Но иногда, для разнообразия, можно побыть честным. В добавок, мистер Хоппер не вызывал в парне отрицательную реакцию.

— Мой отец бросил семью спустя считанные секунды после моего рождения. А мать недавно умерла.

Наверняка сыну такие вещи не стоит сообщать таким безразличным голосом. Но когда ты принимаешь данный факт — ты становишься неуязвимым для боли такого типа.

— Наверняка они очень сильно беспокоились за тебя.

Парень отворачивается, лишь пожимая плечами.

Черноволосая девушка на соседнем сидении была права: люди боятся за себя, а не за самоубийц.

— Они боятся, что им станет больно.

Страх — это естественно. Естественно бояться за свою жизнь, своих отпрысков и друзей, членов семьи. В конце-концов, эгоисты боятся и за себя. За хрупкое сердце, которые было разбито первыми отношениями. За хрупкое здоровье, подорванное пачкой сигарет.

За то, что они могут потерять в один миг.
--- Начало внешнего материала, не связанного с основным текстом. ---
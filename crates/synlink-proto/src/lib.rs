//! Wire format for the Synlink synoptic bridge.
//!
//! Messages crossing the boundary to the embedded visualization component are
//! JSON-structured envelopes of the shape `{"data": {"type": <kind>, ...}}`.
//! Outbound envelopes carry commands and tag-data updates; inbound envelopes
//! carry lifecycle notifications, update acknowledgements, and interaction
//! events. A raw text message (the visualization resource itself, unwrapped)
//! is also a valid outbound message, distinct from the structured kinds.
//!
//! Field names and casing in this crate are the compatibility contract with
//! the remote component: tag records in particular must serialize with the
//! exact `path`/`value`/`quality`/`type`/`parameters.Value.{TagClientItem,
//! Alarmed, Desc}` layout, in first-reference order, with the quality flag
//! transmitted as the negation of the internal failed bit.
#![forbid(unsafe_code)]
#![warn(missing_docs)]

pub mod command;
pub mod envelope;
pub mod errors;
pub mod event;
pub mod handle;
pub mod quality;
pub mod tags;

pub use command::{Command, ZoomTarget};
pub use envelope::{CommandEnvelope, EventEnvelope, OutboundMessage};
pub use errors::ProtoError;
pub use event::{ClickAttributes, Event, ReadyAttributes};
pub use handle::UpdateHandle;
pub use quality::QualityFlags;
pub use tags::{TagItem, TagParameters, TagRecord, TagValue, ValueKind};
Черноволосая подруга понимала это как никто другой. Принимая банку из рук блондина, панк не раз упоминала, что готова не любить весь мир только из-за того, что она привязана к нему. Ниточками и морскими канатами, которые ощущаются, лишь стоит заикнуться о суициде. Для неё, подруги, все бесчисленные и одинаковые реплики, доносящиеся из разных уст о том, что она не должна даже пробовать резать вены, были одной трактовкой одной фразы: «Ты принадлежишь нам. Можешь делать что угодно, но только попробуешь уйти и ты снова ощутишь нашу мощь».
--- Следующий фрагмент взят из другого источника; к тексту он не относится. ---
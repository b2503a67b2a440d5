//! Host API for driving an embedded synoptic visualization component.
//!
//! A thin execution shell over [`synlink_core::Session`]: every operation
//! runs the pure state machine first, then executes the directives it
//! produced against the outbound [`MessageChannel`] and the
//! [`ResourceFetcher`]. The embedding runtime delivers inbound events to
//! [`Synoptic::handle_inbound`]; events from any source other than the
//! owned remote context are discarded unconditionally.
//!
//! # Components
//!
//! - [`Synoptic`]: the per-component host instance
//! - [`MessageChannel`] / [`RemoteId`]: outbound transport seam and
//!   source-identity token
//! - [`ResourceFetcher`]: resource retrieval seam (`http` feature ships a
//!   `reqwest` implementation)
//! - [`EventKind`] / [`HostEvent`]: caller event subscriptions

pub mod channel;
pub mod events;
pub mod fetch;
pub mod host;

#[cfg(feature = "http")]
pub mod http;

pub use channel::{ChannelError, MessageChannel, RemoteId};
pub use events::{EventKind, HostEvent, UnknownEvent};
pub use fetch::{FetchError, ResourceFetcher};
pub use host::{RefreshTicket, Synoptic};
#[cfg(feature = "http")]
pub use http::HttpFetcher;
pub use synlink_core::{LifecyclePhase, RefreshError};
pub use synlink_proto::{Event, TagValue, UpdateHandle, ZoomTarget};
Самое страшное: среди этой толпы эгоистов был и сам блондин. Понимала это черноволосая или нет, но после её смерти парень стал ещё более ясно видеть в себе все признаки эгоиста.

Стоит начать с того, что ему было больно.

Стоять рядом с окоченевшим, но по-прежнему прекрасным, телом в костюме с их выпускного было нестерпимо. Не общайся парень с покойницей так близко — разрыдался бы как и все остальные. Да, черноволосая, когда ещё была живой, просила, чтобы никто не рыдал на её похоронах, будто предчувствуя это событие. Проницательность, скорее всего.

«С моей смертью ничего не изменится», — писала панк в своём единственном за жизнь письме. — «Земля не перестанет вращаться вокруг Солнца, а люди не поднимут массовые протесты по такому случаю. Поэтому я тебя и прошу, Лука. Я абсолютно уверена, что мать, брат, даже половина школы придут в часовню и будут говорить бесконечные речи о том, какой я классной была и какой я могла бы стать. И рыдать. Будто им всем было больно терять любимую вещь, а не человека. Так что я надеюсь, что хоть ты не будешь присоединяться к ним».

— Но при этом забывают самое главное: мы все свободны.

Была ночь. Точнее, она уже успела наступить к тому времени, как блондин выехал на трассу. Прочь от кладбища, открытого гроба. Прочь от иссиня-чёрных коротких волос с голубыми прядями и миллиона веснушек на белоснежном лице.